Programming langauges are just ways to put together high
level commands that reduce in effect to assembler instructions.
There are two different dimensions to consider here, what I'd call vertical growth (languages build up over time from one generation to the next) and horizontal growth (syntactic improvements and reduction in complexity.)
A good explanation of vertical change is seen here: http://web.sxu.edu/rogers/sys/generations.html
And a nice, yet incomplete, illustration of horizontal change it here: http://oreilly.com/news/graphics/prog_lang_poster.pdf
I have been doing object-oriented programming for a few years now, and I have not done much functional programming. I have an interest in flight simulators, and am curious about the functional programming aspect of Lisp. Flight simulators or any other real world simulator makes sense to me in an object-oriented paradigm.
Here are my questions:
Is object oriented the best way to represent a real world simulation domain?
I know that Common Lisp has CLOS (OO for lisp), but my question is really about writing a flight simulator in a functional language. So if you were going to write it in Lisp, would you choose to use CLOS or write it in a functional manner?
Does anyone have any thoughts on coding a flight simulator in lisp or any functional language?
UPDATE 11/8/12 - A similar SO question for those interested -> How does functional programming apply to simulations?
It's a common mistake to think of "Lisp" as a functional language. Really it is best thought of as a family of languages, probably, but these days when people say Lisp they usually mean Common Lisp.
Common Lisp allows functional programming, but it isn't a functional language per se. Rather it is a general purpose language. Scheme is a much smaller variant, that is more functional in orientation, and of course there are others.
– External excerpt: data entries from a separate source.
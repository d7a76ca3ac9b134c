//! Error types for rowmap
//!
//! This module defines the error taxonomy used throughout the system.
//! We use `thiserror` for automatic `Display` and `Error` trait
//! implementations.
//!
//! Three failure classes are kept apart on purpose:
//! - [`SchemaError`]: a programming mistake in a record type or call; fatal,
//!   raised before any I/O happens
//! - [`DecodeError`]: one cell's bytes could not be interpreted; recoverable,
//!   sibling cells still decode
//! - [`TransportError`]: the remote call failed; opaque to this layer,
//!   retry policy belongs to the caller
//!
//! Read operations return an [`Outcome`], which carries usable data next to
//! an optional attached error so partial scan results survive a failure.

use crate::value::Kind;
use thiserror::Error;

/// Result type alias for rowmap operations
pub type Result<T> = std::result::Result<T, Error>;

/// Umbrella error for mapper operations
#[derive(Debug, Clone, PartialEq, Eq, Error)]
pub enum Error {
    /// Fatal schema construction or resolution failure
    #[error(transparent)]
    Schema(#[from] SchemaError),

    /// A cell's bytes could not be decoded into the field's kind
    #[error(transparent)]
    Decode(#[from] DecodeError),

    /// The remote store call failed
    #[error(transparent)]
    Transport(#[from] TransportError),
}

/// Fatal schema errors
///
/// Each variant signals a mistake in a record type declaration or in a
/// caller-supplied column selection. They surface before any I/O: a
/// malformed binding aborts the whole operation, never a single row.
#[derive(Debug, Clone, PartialEq, Eq, Error)]
pub enum SchemaError {
    /// A column binding did not name both a family and a qualifier
    #[error("column binding for field `{field}` on `{type_name}` must name a family and qualifier")]
    MalformedBinding {
        /// Record type the binding belongs to
        type_name: &'static str,
        /// Field carrying the malformed binding
        field: &'static str,
    },

    /// Two fields bound the same `family:qualifier` key
    #[error("duplicate column `{key}` on `{type_name}`")]
    DuplicateColumn {
        /// Record type the bindings belong to
        type_name: &'static str,
        /// The colliding column key
        key: String,
    },

    /// A selected column is not bound by the record type's schema
    #[error("column `{key}` is not mapped on `{type_name}`")]
    UnknownColumn {
        /// Record type the selection was resolved against
        type_name: &'static str,
        /// The unresolved column key
        key: String,
    },
}

/// Per-value decode errors
#[derive(Debug, Clone, PartialEq, Eq, Error)]
pub enum DecodeError {
    /// Fewer bytes than the kind's fixed width
    #[error("{kind} value truncated: expected {expected} bytes, got {actual}")]
    Truncated {
        /// Kind being decoded
        kind: Kind,
        /// Fixed width the kind requires
        expected: usize,
        /// Bytes actually present
        actual: usize,
    },

    /// Boolean cell was not exactly one byte
    #[error("invalid boolean encoding: expected 1 byte, got {len}")]
    InvalidBoolean {
        /// Bytes actually present
        len: usize,
    },

    /// The bytes do not parse as the kind's text representation
    #[error("malformed {kind} value: {detail}")]
    Malformed {
        /// Kind being decoded
        kind: Kind,
        /// Parser diagnostic
        detail: String,
    },
}

/// Opaque failure from the remote store
///
/// The transport implementation maps its protocol errors into this type;
/// the mapper propagates it unchanged and never inspects the message.
#[derive(Debug, Clone, PartialEq, Eq, Error)]
#[error("transport error: {0}")]
pub struct TransportError(String);

impl TransportError {
    /// Wrap a transport failure message
    pub fn new(message: impl Into<String>) -> Self {
        Self(message.into())
    }

    /// The underlying failure message
    pub fn message(&self) -> &str {
        &self.0
    }
}

/// Operation result carrying data next to an optional error
///
/// Read operations return an `Outcome` instead of a bare `Result` so that
/// a failed scan still hands back the pages it accumulated before the
/// failure. Callers inspect [`Outcome::error`] after the call; callers who
/// want fail-fast semantics use [`Outcome::into_result`].
#[derive(Debug, Clone, PartialEq)]
pub struct Outcome<T> {
    /// The operation's data, possibly partial when `error` is set
    pub value: T,
    /// First error the operation encountered, if any
    pub error: Option<Error>,
}

impl<T> Outcome<T> {
    /// An outcome with no attached error
    pub fn ok(value: T) -> Self {
        Self { value, error: None }
    }

    /// An outcome carrying partial data and an error
    pub fn with_error(value: T, error: impl Into<Error>) -> Self {
        Self {
            value,
            error: Some(error.into()),
        }
    }

    /// Check whether the operation completed without error
    pub fn is_ok(&self) -> bool {
        self.error.is_none()
    }

    /// Attach an error unless one is already attached
    ///
    /// The first error wins; later ones are dropped.
    pub fn attach(&mut self, error: impl Into<Error>) {
        if self.error.is_none() {
            self.error = Some(error.into());
        }
    }

    /// Convert into a `Result`, discarding partial data on error
    pub fn into_result(self) -> Result<T> {
        match self.error {
            None => Ok(self.value),
            Some(error) => Err(error),
        }
    }
}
As for your question is it a good choice? That really depends on your plans. Common Lisp particularly has some real strengths for this sort of thing. It's both interactive and introspective at a level you usually see in so-called scripting languages, making it very quick to develop in. At the same time its compiled and has efficient compilers, so you can expect performance in the same ballpark as other efficient compilers (with a factor of two of c is typical ime). While a large language, it has a much more consistent design than things like c++, and the metaprogramming capabilities can make very clean, easy to understand code for your particular application. If you only look at these aspects
common lisp looks amazing.
However, there are downsides. The community is small, you won't find many people to help if that's what you're looking for. While the built in library is large, you won't find as many 3rd party libraries, so you may end up writing more of it from scratch. Finally, while it's by no means a walled garden, CL doesn't have the kind of smooth integration with foreign libraries that say python does. Which doesn't mean you can't call c code, there are nice tools for this.
By they way, CLOS is about the most powerful OO system I can think of, but it is quite a different approach if you're coming from a mainstream c++/java/c#/etc. OO background (yes, they differ, but beyond single vs. multiple inh. not that much) you may find it a bit strange at first, almost turned inside out.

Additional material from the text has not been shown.